__EXERCISE DIRECTIONS__. Please copy every line with the string "bounds" from the entries below.

__ENTRIES SHOWN__.
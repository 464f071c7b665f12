//! Exercise schedule - frozen note bounds and timed audio events
//!
//! At configure time the expected-note list and the full event timeline
//! (countdown beeps, metronome clicks, note triggers) are derived from the
//! clock in effect and then frozen. Nothing recomputes note bounds
//! mid-exercise; recomputing against a drifting clock would move the
//! goalposts under the singer.
//!
//! Countdown events legitimately carry negative positions: they fill the
//! measure before sample 0, the downbeat.

use crate::clock::AudioClock;

/// One note of an exercise as supplied by the caller
#[derive(Debug, Clone, Copy, PartialEq, serde::Serialize, serde::Deserialize)]
pub struct NoteSpec {
    /// MIDI note number
    pub midi_note: i32,
    /// Start position in beats from the downbeat
    pub start_beat: f64,
    /// Length in beats
    pub duration_beats: f64,
}

/// An expected note with sample bounds frozen at configure time
#[derive(Debug, Clone, Copy, PartialEq)]
pub struct ExpectedNote {
    /// Index in the exercise (0-based)
    pub id: usize,
    pub midi_note: i32,
    pub start_beat: f64,
    pub duration_beats: f64,
    /// First sample of the note window
    pub start_sample: i64,
    pub duration_samples: i64,
    /// One past the last sample of the note window
    pub end_sample: i64,
}

impl ExpectedNote {
    /// Freeze a spec against the configured clock
    pub fn freeze(id: usize, spec: &NoteSpec, clock: &AudioClock) -> Self {
        let start_sample = clock.beat_to_sample(spec.start_beat);
        let end_sample = clock.beat_to_sample(spec.start_beat + spec.duration_beats);
        Self {
            id,
            midi_note: spec.midi_note,
            start_beat: spec.start_beat,
            duration_beats: spec.duration_beats,
            start_sample,
            duration_samples: end_sample - start_sample,
            end_sample,
        }
    }

    /// Whether a sample position falls inside this note's window
    pub fn contains(&self, sample: i64) -> bool {
        sample >= self.start_sample && sample < self.end_sample
    }
}

/// What a scheduled event does when it fires
///
/// Closed variant set, dispatched by exhaustive match in the playback loop.
#[derive(Debug, Clone, Copy, PartialEq, Eq)]
pub enum ScheduledEvent {
    /// Count-in beep in the measure before the downbeat (1-based count)
    Countdown { count: u32 },
    /// Metronome click; accented on beat 1 of each measure
    MetronomeClick { accented: bool, beat: i64 },
    /// Expected-note trigger. Sounds the instrument only in piano-demo
    /// mode; in listening mode it just advances the current-note pointer.
    Note { midi_note: i32, note_index: usize },
}

/// An event pinned to an absolute sample position
#[derive(Debug, Clone, Copy, PartialEq)]
pub struct TimedEvent {
    /// Absolute sample position (negative for countdown events)
    pub position: i64,
    pub duration_samples: i64,
    pub event: ScheduledEvent,
}

/// The full immutable event timeline for one exercise
///
/// Events are sorted by position and fire at most once; the `triggered`
/// bitmap tracks which already have.
pub struct Schedule {
    events: Vec<TimedEvent>,
    triggered: Vec<bool>,
    end_sample: i64,
}

impl Schedule {
    /// Build the timeline: one countdown beep per beat of the lead-in
    /// measure, one click per beat spanning the exercise, one note trigger
    /// per expected note.
    pub fn build(clock: &AudioClock, notes: &[ExpectedNote]) -> Self {
        let beats_per_measure = clock.time_signature.numerator as i64;
        let spb = clock.samples_per_beat();
        let click_len = (spb * 0.25) as i64;

        let mut events = Vec::new();

        // Count-in: one measure of beeps before sample 0
        for count in 1..=beats_per_measure {
            let beat = count as f64 - beats_per_measure as f64;
            events.push(TimedEvent {
                position: clock.beat_to_sample(beat),
                duration_samples: click_len,
                event: ScheduledEvent::Countdown { count: count as u32 },
            });
        }

        // Metronome clicks spanning the exercise
        let end_beat = notes
            .iter()
            .map(|n| n.start_beat + n.duration_beats)
            .fold(0.0f64, f64::max);
        let total_beats = end_beat.ceil() as i64;
        for beat in 0..total_beats {
            events.push(TimedEvent {
                position: clock.beat_to_sample(beat as f64),
                duration_samples: click_len,
                event: ScheduledEvent::MetronomeClick {
                    accented: beat % beats_per_measure == 0,
                    beat,
                },
            });
        }

        // Note triggers
        for note in notes {
            events.push(TimedEvent {
                position: note.start_sample,
                duration_samples: note.duration_samples,
                event: ScheduledEvent::Note {
                    midi_note: note.midi_note,
                    note_index: note.id,
                },
            });
        }

        events.sort_by_key(|e| e.position);
        let triggered = vec![false; events.len()];
        let end_sample = notes.iter().map(|n| n.end_sample).max().unwrap_or(0);

        Self { events, triggered, end_sample }
    }

    /// All events in timeline order
    pub fn events(&self) -> &[TimedEvent] {
        &self.events
    }

    /// Sample position at which the exercise is over
    pub fn end_sample(&self) -> i64 {
        self.end_sample
    }

    /// Fire every not-yet-triggered event at or before `current`
    ///
    /// Each event fires exactly once across the exercise's lifetime.
    pub fn due(&mut self, current: i64) -> Vec<TimedEvent> {
        let mut fired = Vec::new();
        for (i, event) in self.events.iter().enumerate() {
            if event.position > current {
                break;
            }
            if !self.triggered[i] {
                self.triggered[i] = true;
                fired.push(*event);
            }
        }
        fired
    }

    /// Forget trigger state (for replaying the same exercise)
    pub fn reset_triggers(&mut self) {
        self.triggered.fill(false);
    }
}

/// Freeze a caller-supplied note list against the configured clock
pub fn freeze_notes(specs: &[NoteSpec], clock: &AudioClock) -> Vec<ExpectedNote> {
    specs
        .iter()
        .enumerate()
        .map(|(id, spec)| ExpectedNote::freeze(id, spec, clock))
        .collect()
}
//! Exercise definitions on disk

pub mod io;

pub use io::{load_config, save_config};

use serde::{Deserialize, Serialize};

use crate::schedule::NoteSpec;
use crate::types::TimeSignature;

/// A solfège exercise as stored in a YAML file
#[derive(Debug, Clone, PartialEq, Serialize, Deserialize)]
#[serde(default)]
pub struct ExerciseFile {
    pub name: String,
    /// Beats per minute
    pub tempo: f64,
    pub time_signature: TimeSignature,
    /// Whole octaves the singer works above (+) or below (-) the written
    /// notes
    pub octave_offset: i32,
    pub notes: Vec<NoteSpec>,
}

impl Default for ExerciseFile {
    /// An ascending Do-Re-Mi-Fa-Sol line in C, one beat per note
    fn default() -> Self {
        Self {
            name: "C major pentascale".to_string(),
            tempo: 90.0,
            time_signature: TimeSignature::new(4, 4),
            octave_offset: 0,
            notes: [60, 62, 64, 65, 67]
                .iter()
                .enumerate()
                .map(|(i, &midi_note)| NoteSpec {
                    midi_note,
                    start_beat: i as f64,
                    duration_beats: 1.0,
                })
                .collect(),
        }
    }
}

__RESPONSE TO THE TASK__.
//! Exercise schedule - frozen note bounds and timed audio events
//! clock in effect and then frozen. Nothing recomputes note bounds
/// An expected note with sample bounds frozen at configure time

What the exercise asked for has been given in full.